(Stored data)
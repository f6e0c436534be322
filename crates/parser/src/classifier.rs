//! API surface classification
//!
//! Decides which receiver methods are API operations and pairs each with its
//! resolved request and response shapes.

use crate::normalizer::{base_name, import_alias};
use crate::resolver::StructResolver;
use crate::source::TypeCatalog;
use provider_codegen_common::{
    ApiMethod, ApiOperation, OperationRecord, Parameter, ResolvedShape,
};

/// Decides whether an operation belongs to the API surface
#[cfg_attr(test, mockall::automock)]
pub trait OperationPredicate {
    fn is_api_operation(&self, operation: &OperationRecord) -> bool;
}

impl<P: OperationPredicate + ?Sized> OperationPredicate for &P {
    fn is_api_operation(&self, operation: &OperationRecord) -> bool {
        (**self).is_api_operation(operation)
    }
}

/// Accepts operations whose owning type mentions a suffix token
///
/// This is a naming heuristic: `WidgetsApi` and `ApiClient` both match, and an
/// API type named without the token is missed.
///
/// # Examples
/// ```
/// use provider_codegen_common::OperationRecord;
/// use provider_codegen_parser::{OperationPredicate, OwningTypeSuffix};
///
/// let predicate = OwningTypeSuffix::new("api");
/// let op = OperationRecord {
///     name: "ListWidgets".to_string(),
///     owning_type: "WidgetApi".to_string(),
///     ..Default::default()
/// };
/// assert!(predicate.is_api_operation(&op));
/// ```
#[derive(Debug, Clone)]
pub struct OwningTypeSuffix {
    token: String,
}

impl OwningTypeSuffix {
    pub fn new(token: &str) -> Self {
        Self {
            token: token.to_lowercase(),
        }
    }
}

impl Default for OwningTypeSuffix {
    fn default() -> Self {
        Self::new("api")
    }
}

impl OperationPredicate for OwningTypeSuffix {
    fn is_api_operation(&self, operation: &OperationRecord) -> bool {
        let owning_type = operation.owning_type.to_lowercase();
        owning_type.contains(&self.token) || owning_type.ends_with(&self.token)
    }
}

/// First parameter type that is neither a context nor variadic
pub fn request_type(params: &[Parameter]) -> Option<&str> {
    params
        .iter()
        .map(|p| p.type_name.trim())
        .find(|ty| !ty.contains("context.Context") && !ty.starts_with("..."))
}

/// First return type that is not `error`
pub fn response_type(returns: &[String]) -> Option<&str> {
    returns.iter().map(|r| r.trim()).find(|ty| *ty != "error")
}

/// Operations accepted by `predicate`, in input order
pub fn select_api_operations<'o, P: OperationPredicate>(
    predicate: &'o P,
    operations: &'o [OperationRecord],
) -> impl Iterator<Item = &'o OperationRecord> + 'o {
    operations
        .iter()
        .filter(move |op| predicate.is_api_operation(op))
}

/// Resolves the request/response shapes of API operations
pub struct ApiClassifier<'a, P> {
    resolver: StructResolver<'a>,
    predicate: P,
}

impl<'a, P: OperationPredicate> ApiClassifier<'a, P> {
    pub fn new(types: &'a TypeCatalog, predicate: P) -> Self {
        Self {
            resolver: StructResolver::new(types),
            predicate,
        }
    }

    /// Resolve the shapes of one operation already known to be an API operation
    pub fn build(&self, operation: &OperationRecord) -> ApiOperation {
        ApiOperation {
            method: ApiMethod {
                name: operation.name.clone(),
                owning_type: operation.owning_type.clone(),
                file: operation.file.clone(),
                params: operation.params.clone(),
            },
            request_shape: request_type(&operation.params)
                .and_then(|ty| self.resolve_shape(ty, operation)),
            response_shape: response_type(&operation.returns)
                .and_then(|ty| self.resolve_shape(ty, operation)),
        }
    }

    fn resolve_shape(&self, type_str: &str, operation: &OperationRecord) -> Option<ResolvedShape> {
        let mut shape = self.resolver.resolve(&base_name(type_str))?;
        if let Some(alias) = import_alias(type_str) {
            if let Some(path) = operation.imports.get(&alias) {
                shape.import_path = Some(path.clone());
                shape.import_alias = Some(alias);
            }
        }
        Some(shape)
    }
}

* Work instruction:
Word for word, return all of the records.

* Exercise output:
repository f6e0c436534be322
filename crates/parser/src/classifier.rs
//! API surface classification
//!
//! Decides which receiver methods are API operations and pairs each with its
//! resolved request and response shapes.

use crate::normalizer::{base_name, import_alias};
use crate::resolver::StructResolver;
use crate::source::TypeCatalog;
use provider_codegen_common::{
    ApiMethod, ApiOperation, OperationRecord, Parameter, ResolvedShape,
};

/// Decides whether an operation belongs to the API surface
#[cfg_attr(test, mockall::automock)]
pub trait OperationPredicate {
    fn is_api_operation(&self, operation: &OperationRecord) -> bool;
}

impl<P: OperationPredicate + ?Sized> OperationPredicate for &P {
    fn is_api_operation(&self, operation: &OperationRecord) -> bool {
        (**self).is_api_operation(operation)
    }
}

/// Accepts operations whose owning type mentions a suffix token
///
/// This is a naming heuristic: `WidgetsApi` and `ApiClient` both match, and an
/// API type named without the token is missed.
///
/// # Examples
/// ```
/// use provider_codegen_common::OperationRecord;
/// use provider_codegen_parser::{OperationPredicate, OwningTypeSuffix};
///
/// let predicate = OwningTypeSuffix::new("api");
/// let op = OperationRecord {
///     name: "ListWidgets".to_string(),
///     owning_type: "WidgetApi".to_string(),
///     ..Default::default()
/// };
/// assert!(predicate.is_api_operation(&op));
/// ```
#[derive(Debug, Clone)]
pub struct OwningTypeSuffix {
    token: String,
}

impl OwningTypeSuffix {
    pub fn new(token: &str) -> Self {
        Self {
            token: token.to_lowercase(),
        }
    }
}

impl Default for OwningTypeSuffix {
    fn default() -> Self {
        Self::new("api")
    }
}

impl OperationPredicate for OwningTypeSuffix {
    fn is_api_operation(&self, operation: &OperationRecord) -> bool {
        let owning_type = operation.owning_type.to_lowercase();
        owning_type.contains(&self.token) || owning_type.ends_with(&self.token)
    }
}

/// First parameter type that is neither a context nor variadic
pub fn request_type(params: &[Parameter]) -> Option<&str> {
    params
        .iter()
        .map(|p| p.type_name.trim())
        .find(|ty| !ty.contains("context.Context") && !ty.starts_with("..."))
}

/// First return type that is not `error`
pub fn response_type(returns: &[String]) -> Option<&str> {
    returns.iter().map(|r| r.trim()).find(|ty| *ty != "error")
}

/// Operations accepted by `predicate`, in input order
pub fn select_api_operations<'o, P: OperationPredicate>(
    predicate: &'o P,
    operations: &'o [OperationRecord],
) -> impl Iterator<Item = &'o OperationRecord> + 'o {
    operations
        .iter()
        .filter(move |op| predicate.is_api_operation(op))
}

/// Resolves the request/response shapes of API operations
pub struct ApiClassifier<'a, P> {
    resolver: StructResolver<'a>,
    predicate: P,
}

impl<'a, P: OperationPredicate> ApiClassifier<'a, P> {
    pub fn new(types: &'a TypeCatalog, predicate: P) -> Self {
        Self {
            resolver: StructResolver::new(types),
            predicate,
        }
    }

    /// Resolve the shapes of one operation already known to be an API operation
    pub fn build(&self, operation: &OperationRecord) -> ApiOperation {
        ApiOperation {
            method: ApiMethod {
                name: operation.name.clone(),
                owning_type: operation.owning_type.clone(),
                file: operation.file.clone(),
                params: operation.params.clone(),
            },
            request_shape: request_type(&operation.params)
                .and_then(|ty| self.resolve_shape(ty, operation)),
            response_shape: response_type(&operation.returns)
                .and_then(|ty| self.resolve_shape(ty, operation)),
        }
    }

    fn resolve_shape(&self, type_str: &str, operation: &OperationRecord) -> Option<ResolvedShape> {
        let mut shape = self.resolver.resolve(&base_name(type_str))?;
        if let Some(alias) = import_alias(type_str) {
            if let Some(path) = operation.imports.get(&alias) {
                shape.import_path = Some(path.clone());
                shape.import_alias = Some(alias);
            }
        }
        Some(shape)
    }
}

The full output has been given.